Not Trying to be All Things to All People
While the team at WebSolvers was excited and ambitious, they were careful not to try to be all things to all people. “We didn’t want to build another broad content management system that works for any industry. There are plenty of general platforms that can be used from one industry to the next,” Certo explains. Instead, the team focused on building Consulto in a way that addressed the deeper needs of the target market. In turn, this freed them from worrying about the needs of every other industry.
Could We Really Take This On?
As president of WebSolvers, Matt already had a successful company. Like other entrepreneurs, Matt had conflicting feelings about maintaining focus on the core business while trying to do something new. “There is a fine line between being innovative and straying from the things you do best,” he explains.
There were also logistical questions. Big ones. How will we budget for this project? How can we free up the right personnel? How can we do this right without losing focus from our core clients? How are we going to tackle billing and cancellations? (This is where Chargify came in.) Thirteen years ago he tried to put a product like this out on the market, but never made it to the finish line because of some of these questions. “We kept saying we would get to it soon but we never did,” he explains.
Launching Consulto
Matt reconciled many of these questions, thanks in part to the book Linchpin by Seth Godin, which happened to come out during the development process. “Godin’s book helped me to look at creativity and innovation in a new way. Product development is really art and it requires your focus and your energy to ship it out the door.” In order to maintain focus on both WebSolvers and Consulto, Certo pursued it primarily on nights and weekends. “It sounds like a real drag to spend your weekends working on software, but I really enjoyed it. Shipping became a personal and professional challenge to me, Certo explains.”

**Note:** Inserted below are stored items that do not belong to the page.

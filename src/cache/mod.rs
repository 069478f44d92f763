//! Kernel cache for the SMO solver
//!
//! Kernel matrices are symmetric, so K(i, j) and K(j, i) share one entry.

use lru::LruCache;
use std::num::NonZeroUsize;

/// Bytes charged per cached entry: two indices, the value and LRU links
const BYTES_PER_ENTRY: usize = 48;

#[derive(Debug, Clone, Copy, PartialEq, Eq, Hash)]
struct CacheKey {
    i: usize,
    j: usize,
}

impl CacheKey {
    fn new(i: usize, j: usize) -> Self {
        if i <= j {
            Self { i, j }
        } else {
            Self { i: j, j: i }
        }
    }
}

/// LRU cache of kernel values keyed by sample index pairs
pub struct KernelCache {
    cache: LruCache<CacheKey, f64>,
    hits: u64,
    misses: u64,
}

impl KernelCache {
    /// Cache holding at most `capacity` entries (at least one)
    pub fn new(capacity: usize) -> Self {
        let capacity = NonZeroUsize::new(capacity.max(1)).unwrap_or(NonZeroUsize::MIN);
        Self {
            cache: LruCache::new(capacity),
            hits: 0,
            misses: 0,
        }
    }

    /// Cache sized from a memory budget in bytes
    pub fn with_memory_limit(memory_bytes: usize) -> Self {
        Self::new(memory_bytes / BYTES_PER_ENTRY)
    }

    /// Cache sized from a memory budget but never larger than the full
    /// triangular kernel matrix of `n_samples`
    pub fn for_problem(memory_bytes: usize, n_samples: usize) -> Self {
        let full_matrix = n_samples.saturating_mul(n_samples + 1) / 2;
        Self::new((memory_bytes / BYTES_PER_ENTRY).min(full_matrix))
    }

    pub fn get(&mut self, i: usize, j: usize) -> Option<f64> {
        let key = CacheKey::new(i, j);
        if let Some(&value) = self.cache.get(&key) {
            self.hits += 1;
            Some(value)
        } else {
            self.misses += 1;
            None
        }
    }

    pub fn put(&mut self, i: usize, j: usize, value: f64) {
        self.cache.put(CacheKey::new(i, j), value);
    }

    /// Cached K(i, j), computing and storing it on a miss
    pub fn get_or_compute<F: FnOnce() -> f64>(&mut self, i: usize, j: usize, compute: F) -> f64 {
        match self.get(i, j) {
            Some(value) => value,
            None => {
                let value = compute();
                self.put(i, j, value);
                value
            }
        }
    }

    pub fn hit_rate(&self) -> f64 {
        let total = self.hits + self.misses;
        if total == 0 {
            0.0
        } else {
            self.hits as f64 / total as f64
        }
    }

    pub fn stats(&self) -> CacheStats {
        CacheStats {
            hits: self.hits,
            misses: self.misses,
            capacity: self.cache.cap().get(),
            size: self.cache.len(),
        }
    }

    pub fn clear(&mut self) {
        self.cache.clear();
        self.hits = 0;
        self.misses = 0;
    }
}

/// Cache statistics
#[derive(Debug, Clone)]
pub struct CacheStats {
    pub hits: u64,
    pub misses: u64,
    pub capacity: usize,
    pub size: usize,
}

#[cfg(test)]
mod tests {
    use super::*;

    #[test]
    fn test_cache_key_normalization() {
        assert_eq!(CacheKey::new(1, 5), CacheKey::new(5, 1));
    }

    #[test]
    fn test_symmetric_access() {
        let mut cache = KernelCache::new(3);

        assert_eq!(cache.get(0, 1), None);
        cache.put(0, 1, 5.0);
        assert_eq!(cache.get(1, 0), Some(5.0));
        assert_eq!(cache.stats().hits, 1);
        assert_eq!(cache.stats().misses, 1);
    }

    #[test]
    fn test_lru_eviction() {
        let mut cache = KernelCache::new(2);

        cache.put(0, 1, 1.0);
        cache.put(1, 2, 2.0);
        cache.put(2, 3, 3.0);

        assert_eq!(cache.get(0, 1), None);
        assert_eq!(cache.get(1, 2), Some(2.0));
        assert_eq!(cache.get(2, 3), Some(3.0));
    }

    #[test]
    fn test_get_or_compute_runs_once() {
        let mut cache = KernelCache::new(4);
        let mut calls = 0;

        for _ in 0..3 {
            let value = cache.get_or_compute(2, 7, || {
                calls += 1;
                0.25
            });
            assert_eq!(value, 0.25);
        }
        assert_eq!(calls, 1);
        assert!((cache.hit_rate() - 2.0 / 3.0).abs() < 1e-12);
    }

    #[test]
    fn test_memory_limit_never_zero() {
        assert_eq!(KernelCache::with_memory_limit(0).stats().capacity, 1);
        assert_eq!(KernelCache::with_memory_limit(480).stats().capacity, 10);
    }

    #[test]
    fn test_problem_sized_cache() {
        assert_eq!(KernelCache::for_problem(1 << 30, 4).stats().capacity, 10);
        assert_eq!(KernelCache::for_problem(480, 1000).stats().capacity, 10);
    }

    #[test]
    fn test_clear_resets_counters() {
        let mut cache = KernelCache::new(10);
        cache.put(0, 1, 1.0);
        cache.get(0, 1);
        cache.clear();

        assert_eq!(cache.get(0, 1), None);
        assert_eq!(cache.stats().hits, 0);
        assert_eq!(cache.stats().misses, 1);
    }
}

This is a really great point for existing companies trying to launch another company or get a new product off the ground. Without pursuing a hard date, it’s easy to get side tracked and put your product or company on the back burner. Setting a hard date holds you accountable. It takes a lot of personal will to get to the finish line, and treating Consulto like a client, with a deadline helped ensure the product made it out the door in just over a year.
Byproducts
One of the cool things that came out of Consulto was an entirely separate product. Certo credits the book Rework for helping him identify what author Jason Fried calls byproducts, separate products that might spin out of things you’re already working on. “We were working on a component of Consulto called the marketing dashboard, a roll-up of different performance APIs that would help site owners visualize their site performance. We thought, ‘why not make this available to other sites as well?’” From that, the product MetricPulse was born. The Web app and iPhone app are available at http://www.metricpulse.com. It was also another chance for WebSolvers to put Chargify to work!
About Consulto
Consulto is a software product from the team at WebSolvers whose goal is to help professional services firms quickly and easily create websites. Consulto puts the content of the sites in the hands of their users and helps them help themselves. Consulto gives users the same functionality as a website but without the cost and hassle. Consulto gives professional services what they need, right out of the box and without as they say on their website, a “120 day project to suffer through.”